§ TASK TO CARRY OUT
Repeat the material below. Keep every line exactly as written.

§ MATERIAL TO PROCESS
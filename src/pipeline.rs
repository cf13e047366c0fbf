use serde::{Deserialize, Serialize};
use tracing::info;

use crate::{
    aggregate::aggregate,
    census::{BlockLocator, StatsSource, DEFAULT_ATTRIBUTE},
    error::PipelineError,
    geodesy::Coordinate,
    resolve::deduplicate,
    retry::RetryPolicy,
    sample::{sample, DEFAULT_STEP_DEGREES},
};

/// Default center point (Boise, ID).
pub const DEFAULT_CENTER: Coordinate = Coordinate::new(43.528484, -116.147614);

/// Default radius in miles.
pub const DEFAULT_RADIUS_MILES: f64 = 2.03;

/// Inputs of one estimate run.
#[derive(Debug, Clone, PartialEq, Serialize, Deserialize)]
#[serde(default)]
pub struct EstimateConfig {
    pub center: Coordinate,
    pub radius_miles: f64,
    pub step_degrees: f64,
    /// Statistics attribute summed over the blocks.
    pub attribute: String,
    #[serde(skip_serializing)]
    pub api_key: Option<String>,
    pub retry: RetryPolicy,
}

impl Default for EstimateConfig {
    fn default() -> Self {
        Self {
            center: DEFAULT_CENTER,
            radius_miles: DEFAULT_RADIUS_MILES,
            step_degrees: DEFAULT_STEP_DEGREES,
            attribute: DEFAULT_ATTRIBUTE.to_string(),
            api_key: None,
            retry: RetryPolicy::default(),
        }
    }
}

/// Result of a completed run.
#[derive(Debug, Clone, PartialEq, Serialize, Deserialize)]
pub struct Report {
    pub center: Coordinate,
    pub radius_miles: f64,
    /// Number of lattice points inside the disc.
    pub samples: usize,
    /// Number of distinct blocks those points fell in.
    pub blocks: usize,
    pub population: u64,
}

/// Runs sample -> deduplicate -> aggregate against a pair of collaborators.
pub struct Pipeline<L, S> {
    config: EstimateConfig,
    locator: L,
    stats: S,
}

impl<L: BlockLocator, S: StatsSource> Pipeline<L, S> {
    pub fn new(config: EstimateConfig, locator: L, stats: S) -> Self {
        Self { config, locator, stats }
    }

    #[inline] pub fn config(&self) -> &EstimateConfig { &self.config }

    /// Run every stage. Any stage error is returned as is; no partial total is produced.
    pub fn run(&self) -> Result<Report, PipelineError> {
        let EstimateConfig { center, radius_miles, step_degrees, attribute, api_key, retry } = &self.config;

        info!(%center, radius_miles, step_degrees, "sampling");
        let samples = sample(*center, *radius_miles, *step_degrees)?;
        info!(samples = samples.len(), "sampled points");

        let blocks = deduplicate(&self.locator, &samples, retry)?;

        let population = aggregate(&self.stats, blocks.iter(), attribute, api_key.as_deref(), retry)?;

        Ok(Report {
            center: *center,
            radius_miles: *radius_miles,
            samples: samples.len(),
            blocks: blocks.len(),
            population,
        })
    }
}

§ EXERCISE RESULT
filename src/pipeline.rs
repository cf13e047366c0fbf
use serde::{Deserialize, Serialize};
use tracing::info;

use crate::{
    aggregate::aggregate,
    census::{BlockLocator, StatsSource, DEFAULT_ATTRIBUTE},
    error::PipelineError,
    geodesy::Coordinate,
    resolve::deduplicate,
    retry::RetryPolicy,
    sample::{sample, DEFAULT_STEP_DEGREES},
};

/// Default center point (Boise, ID).
pub const DEFAULT_CENTER: Coordinate = Coordinate::new(43.528484, -116.147614);

/// Default radius in miles.
pub const DEFAULT_RADIUS_MILES: f64 = 2.03;

/// Inputs of one estimate run.
#[derive(Debug, Clone, PartialEq, Serialize, Deserialize)]
#[serde(default)]
pub struct EstimateConfig {
    pub center: Coordinate,
    pub radius_miles: f64,
    pub step_degrees: f64,
    /// Statistics attribute summed over the blocks.
    pub attribute: String,
    #[serde(skip_serializing)]
    pub api_key: Option<String>,
    pub retry: RetryPolicy,
}

impl Default for EstimateConfig {
    fn default() -> Self {
        Self {
            center: DEFAULT_CENTER,
            radius_miles: DEFAULT_RADIUS_MILES,
            step_degrees: DEFAULT_STEP_DEGREES,
            attribute: DEFAULT_ATTRIBUTE.to_string(),
            api_key: None,
            retry: RetryPolicy::default(),
        }
    }
}

/// Result of a completed run.
#[derive(Debug, Clone, PartialEq, Serialize, Deserialize)]
pub struct Report {
    pub center: Coordinate,
    pub radius_miles: f64,
    /// Number of lattice points inside the disc.
    pub samples: usize,
    /// Number of distinct blocks those points fell in.
    pub blocks: usize,
    pub population: u64,
}

/// Runs sample -> deduplicate -> aggregate against a pair of collaborators.
pub struct Pipeline<L, S> {
    config: EstimateConfig,
    locator: L,
    stats: S,
}

impl<L: BlockLocator, S: StatsSource> Pipeline<L, S> {
    pub fn new(config: EstimateConfig, locator: L, stats: S) -> Self {
        Self { config, locator, stats }
    }

    #[inline] pub fn config(&self) -> &EstimateConfig { &self.config }

    /// Run every stage. Any stage error is returned as is; no partial total is produced.
    pub fn run(&self) -> Result<Report, PipelineError> {
        let EstimateConfig { center, radius_miles, step_degrees, attribute, api_key, retry } = &self.config;

        info!(%center, radius_miles, step_degrees, "sampling");
        let samples = sample(*center, *radius_miles, *step_degrees)?;
        info!(samples = samples.len(), "sampled points");

        let blocks = deduplicate(&self.locator, &samples, retry)?;

        let population = aggregate(&self.stats, blocks.iter(), attribute, api_key.as_deref(), retry)?;

        Ok(Report {
            center: *center,
            radius_miles: *radius_miles,
            samples: samples.len(),
            blocks: blocks.len(),
            population,
        })
    }
}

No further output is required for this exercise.